Hoping for more good rides, and that the weather clears up. Sunday kept threatening rain, and Major's leg was a bit swollen (though not hot or sore or lame) from his cut. So we walked it off (after hiking the edema was gone). While hiking we ran into friends out on the trail, everyone just glad to be out! Major got to eat among the poppies while their horses stared enviously...

I hope to fit some rides in this week, and that the trails aren't too mucky after another half inch of rain last night! Current gray skies and wind do not bode well...

This coming Friday I'll be attending Horse Expo and not riding. I'll miss the trails but I'll hopefully learn a lot (and not buy too much)!

Thursday, June 2, 2011


Some days just make you smile. The sun was finally out, and there were fluffy white clouds in blue skies. I thought about riding, but I'm riding in the morning, so decided to take Major on a hike. At first he was a little reluctant: leaving home when dinner was coming soon! But we walked down the road and into the forest, finding some yummy grass along the way. Then he was reluctant to leave the grass!

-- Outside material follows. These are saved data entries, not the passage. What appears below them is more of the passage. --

//! Merge-policy classification.
//!
//! Matched nodes fall into one of two bins. Container kinds whose children
//! are independently identifiable get their children reconciled one by one
//! (**merge**); atomic leaf kinds carry no independently meaningful
//! sub-structure, so the donor's values simply win (**overwrite**). The
//! project root belongs to neither bin: the merge engine handles it
//! specially and never merges or overwrites it wholesale.

use std::collections::HashSet;

use pbx_graph::{Kind, NodeId, ProjectGraph};

use crate::error::XrefResult;
use crate::matcher::XrefMap;

/// How the merge engine treats a matched node.
#[derive(Clone, Copy, Debug, PartialEq, Eq)]
pub enum MergePolicy {
    /// Reconcile children individually; receiver-only content survives.
    Merge,
    /// Replace the node's non-reference attributes wholesale.
    Overwrite,
}

/// The per-kind policy table. `None` marks the project root, which is
/// excluded from both bins.
pub fn merge_policy(kind: Kind) -> Option<MergePolicy> {
    match kind {
        Kind::Project => None,
        Kind::Group | Kind::Target | Kind::BuildPhase | Kind::ConfigurationList => {
            Some(MergePolicy::Merge)
        }
        Kind::FileReference | Kind::BuildFile | Kind::Configuration => {
            Some(MergePolicy::Overwrite)
        }
    }
}

/// The two disjoint policy bins over matched receiver nodes.
#[derive(Clone, Debug, Default)]
pub struct Bins {
    /// Nodes whose children are reconciled one by one.
    pub merge: HashSet<NodeId>,
    /// Nodes whose attributes the donor replaces wholesale.
    pub overwrite: HashSet<NodeId>,
}

impl Bins {
    /// The policy recorded for a node, if it was binned at all.
    pub fn policy(&self, id: NodeId) -> Option<MergePolicy> {
        if self.merge.contains(&id) {
            Some(MergePolicy::Merge)
        } else if self.overwrite.contains(&id) {
            Some(MergePolicy::Overwrite)
        } else {
            None
        }
    }
}

/// Partition every node of `a` appearing as a value in `map` into the two
/// policy bins, excluding the project root.
pub fn bin_mappings(map: &XrefMap, a: &ProjectGraph) -> XrefResult<Bins> {
    let mut bins = Bins::default();
    for target in map.values() {
        if *target == a.root() {
            continue;
        }
        match merge_policy(a.expect_node(*target)?.kind) {
            Some(MergePolicy::Merge) => {
                bins.merge.insert(*target);
            }
            Some(MergePolicy::Overwrite) => {
                bins.overwrite.insert(*target);
            }
            None => {}
        }
    }
    Ok(bins)
}
//! The importer capability facade.
//!
//! Bundles the engine's four entry points behind one explicitly
//! constructed handle. Callers build an [`Importer`] with the filesystem
//! they want operations executed against and pass it where needed; there
//! is no ambient global registry to look capabilities up in.

use std::sync::Arc;

use tracing::debug;

use pbx_fileops::{execute_file_ops, ExecutionReport, FileOp, FileSystem, StdFileSystem};
use pbx_graph::ProjectGraph;
use pbx_merge::import_project;
use pbx_xref::{bin_mappings, cross_reference, Bins, XrefMap};

use crate::error::SdkResult;

/// Handle exposing the merge engine to callers.
pub struct Importer {
    fs: Arc<dyn FileSystem>,
}

impl Importer {
    /// Build an importer that executes file operations against `fs`.
    pub fn new(fs: Arc<dyn FileSystem>) -> Self {
        Self { fs }
    }

    /// Build an importer backed by the real filesystem.
    pub fn with_std_fs() -> Self {
        Self::new(Arc::new(StdFileSystem::new()))
    }

    /// Merge `donor` into `receiver` and return the planned operations.
    ///
    /// The receiver becomes the union of both graphs; the donor is left
    /// untouched. The returned batch has not been executed; hand it to
    /// [`execute_file_ops`](Importer::execute_file_ops) or persist it.
    pub fn import_project(
        &self,
        donor: &ProjectGraph,
        receiver: &mut ProjectGraph,
    ) -> SdkResult<Vec<FileOp>> {
        Ok(import_project(donor, receiver)?)
    }

    /// Match every node reachable in `b` against `a` by identity key.
    pub fn cross_reference(&self, a: &ProjectGraph, b: &ProjectGraph) -> SdkResult<XrefMap> {
        Ok(cross_reference(a, b)?)
    }

    /// Partition matched nodes of `a` into the merge/overwrite bins.
    pub fn bin_mappings(&self, map: &XrefMap, a: &ProjectGraph) -> SdkResult<Bins> {
        Ok(bin_mappings(map, a)?)
    }

    /// Apply a planned batch against this importer's filesystem.
    pub fn execute_file_ops(&self, ops: &[FileOp]) -> ExecutionReport {
        execute_file_ops(ops, self.fs.as_ref())
    }

    /// Merge and immediately execute the resulting batch.
    pub fn import_and_execute(
        &self,
        donor: &ProjectGraph,
        receiver: &mut ProjectGraph,
    ) -> SdkResult<ExecutionReport> {
        let ops = self.import_project(donor, receiver)?;
        debug!(operations = ops.len(), "executing planned batch");
        Ok(self.execute_file_ops(&ops))
    }
}

#[cfg(test)]
mod tests {
    use super::*;
    use pbx_fileops::InMemoryFileSystem;
    use pbx_graph::{Kind, Node, Value};
    use std::path::Path;

    fn project_with_file(base: &str, path: &str) -> ProjectGraph {
        let mut graph = ProjectGraph::new(base);
        let file = graph.insert(Node::new(Kind::FileReference).with_attr("path", path));
        let group = graph.insert(
            Node::new(Kind::Group).with_attr("children", Value::List(vec![Value::Ref(file)])),
        );
        let root = graph.root();
        graph.set_attr(root, "mainGroup", group).unwrap();
        graph
    }

    #[test]
    fn facade_runs_the_full_merge_and_execute_path() {
        let fs = Arc::new(InMemoryFileSystem::new());
        fs.write_file("/proj/Donor/New.m", "new file");
        fs.write_file("/proj/App/main.m", "existing");

        let donor = project_with_file("/proj/Donor", "New.m");
        let mut receiver = project_with_file("/proj/App", "main.m");

        let importer = Importer::new(fs.clone());
        let report = importer.import_and_execute(&donor, &mut receiver).unwrap();

        assert!(report.is_clean());
        assert_eq!(
            fs.read_file(Path::new("/proj/App/New.m")),
            Some(b"new file".to_vec())
        );
        assert_eq!(
            receiver.all_files().unwrap().len(),
            2,
            "receiver should now track both files"
        );
    }

    #[test]
    fn facade_exposes_matching_and_classification() {
        let receiver = project_with_file("/proj/App", "main.m");
        let donor = receiver.structural_clone().unwrap();

        let importer = Importer::new(Arc::new(InMemoryFileSystem::new()));
        let map = importer.cross_reference(&receiver, &donor).unwrap();
        assert_eq!(map.len(), donor.reachable_ids().unwrap().len());

        let bins = importer.bin_mappings(&map, &receiver).unwrap();
        assert!(bins.merge.is_disjoint(&bins.overwrite));
        assert!(!bins.merge.contains(&receiver.root()));
    }

    #[test]
    fn execute_reports_missing_sources_without_aborting() {
        let fs = Arc::new(InMemoryFileSystem::new());
        fs.write_file("/proj/ok.m", "ok");

        let importer = Importer::new(fs.clone());
        let ops = vec![
            FileOp::copy("/proj/ok.m", "/proj/dest/ok.m"),
            FileOp::copy("/proj/ghost.m", "/proj/dest/ghost.m"),
        ];
        let report = importer.execute_file_ops(&ops);

        assert_eq!(report.applied, 1);
        assert_eq!(report.missing_sources.len(), 1);
        assert!(report.missing_sources[0].ends_with("ghost.m"));
    }
}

We headed up an unused horse trail, it's overgrown since some limbs block the trail for riding, but hiking is OK. About halfway up I heard a sound, and turned trying to pinpoint it. It sounded like squirrels scrambling up the bark of a tree. I looked around, and up to a large pine tree about 20 feet away...where two baby bears were clinging! Mama bear had to be somewhere, but we didn't stick around to find out. Major didn't notice anything, but I hiked really fast to the top of the hill and back down Beginner's hill to leave the area. If I'd been riding I'd have felt safer, but a mama bear with cubs on the ground is not something to mess with.

Hiking towards home we took a few more grass breaks, Major was happy to be out, and me too! The trails aren't too wet from the recent rains, and we just meandered around, my favorite kind of hike. Heading up a hill towards home, there are some big rocks. I taught Major to stand there while I got on right when I first got him. I climbed the rock, he stood there, we do this all the time when hiking. But his eager ears and glistening coat just called to me. Yes, I knew I only had a halter, and no helmet, and it was dumb. But I climbed on and he stood nicely, and we walked off. I haven't ridden bareback for awhile, I'd almost forgotten feeling the strength of the horse, but Major walked along, behaving himself, taking care of me. He was striding out with his power walk home, and I just had a smile on my face. We crossed the meadow and the creek before I hoped off for the road back.

Gold star for the day, gold star for Major. Sometimes it is the simple things that make you remember why you love your horse.